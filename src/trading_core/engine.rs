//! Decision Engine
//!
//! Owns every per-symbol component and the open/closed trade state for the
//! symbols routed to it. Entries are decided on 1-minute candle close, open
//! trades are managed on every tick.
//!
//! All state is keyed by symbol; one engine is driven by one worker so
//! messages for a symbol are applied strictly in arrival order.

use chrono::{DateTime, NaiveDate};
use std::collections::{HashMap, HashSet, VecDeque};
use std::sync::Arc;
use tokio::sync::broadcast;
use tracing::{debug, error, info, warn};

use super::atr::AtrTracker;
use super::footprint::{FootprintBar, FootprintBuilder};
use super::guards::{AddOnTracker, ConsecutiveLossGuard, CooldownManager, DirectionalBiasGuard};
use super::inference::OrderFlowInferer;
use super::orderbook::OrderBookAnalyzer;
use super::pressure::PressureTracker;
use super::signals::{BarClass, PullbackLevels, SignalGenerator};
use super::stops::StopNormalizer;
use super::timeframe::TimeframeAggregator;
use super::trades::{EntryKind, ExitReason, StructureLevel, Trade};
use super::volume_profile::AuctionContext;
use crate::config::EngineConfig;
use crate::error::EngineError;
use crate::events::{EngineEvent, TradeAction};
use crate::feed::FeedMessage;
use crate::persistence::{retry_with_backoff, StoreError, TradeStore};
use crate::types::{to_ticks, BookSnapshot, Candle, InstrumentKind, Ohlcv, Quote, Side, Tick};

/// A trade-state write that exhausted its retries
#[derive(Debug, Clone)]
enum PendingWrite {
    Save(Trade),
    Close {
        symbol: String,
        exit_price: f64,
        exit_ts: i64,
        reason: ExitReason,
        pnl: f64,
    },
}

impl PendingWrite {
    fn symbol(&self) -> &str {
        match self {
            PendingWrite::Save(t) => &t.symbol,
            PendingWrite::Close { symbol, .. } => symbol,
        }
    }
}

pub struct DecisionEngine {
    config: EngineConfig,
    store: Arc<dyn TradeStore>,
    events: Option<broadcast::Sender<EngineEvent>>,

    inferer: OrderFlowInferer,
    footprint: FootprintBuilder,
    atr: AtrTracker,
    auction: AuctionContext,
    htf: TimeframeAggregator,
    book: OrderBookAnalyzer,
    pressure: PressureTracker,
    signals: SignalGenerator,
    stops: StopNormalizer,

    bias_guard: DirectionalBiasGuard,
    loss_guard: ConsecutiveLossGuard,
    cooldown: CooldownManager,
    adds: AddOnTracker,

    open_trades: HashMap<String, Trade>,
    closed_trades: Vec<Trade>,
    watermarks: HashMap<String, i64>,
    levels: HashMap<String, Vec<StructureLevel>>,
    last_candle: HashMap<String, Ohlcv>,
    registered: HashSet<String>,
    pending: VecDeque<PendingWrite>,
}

- - -

> [WHAT YOU HAVE TO DO]:
Show, from the entries above, every line that includes the string "ConsecutiveLossGuard".

> [TASK ANSWER]:
use super::guards::{AddOnTracker, ConsecutiveLossGuard, CooldownManager, DirectionalBiasGuard};
    loss_guard: ConsecutiveLossGuard,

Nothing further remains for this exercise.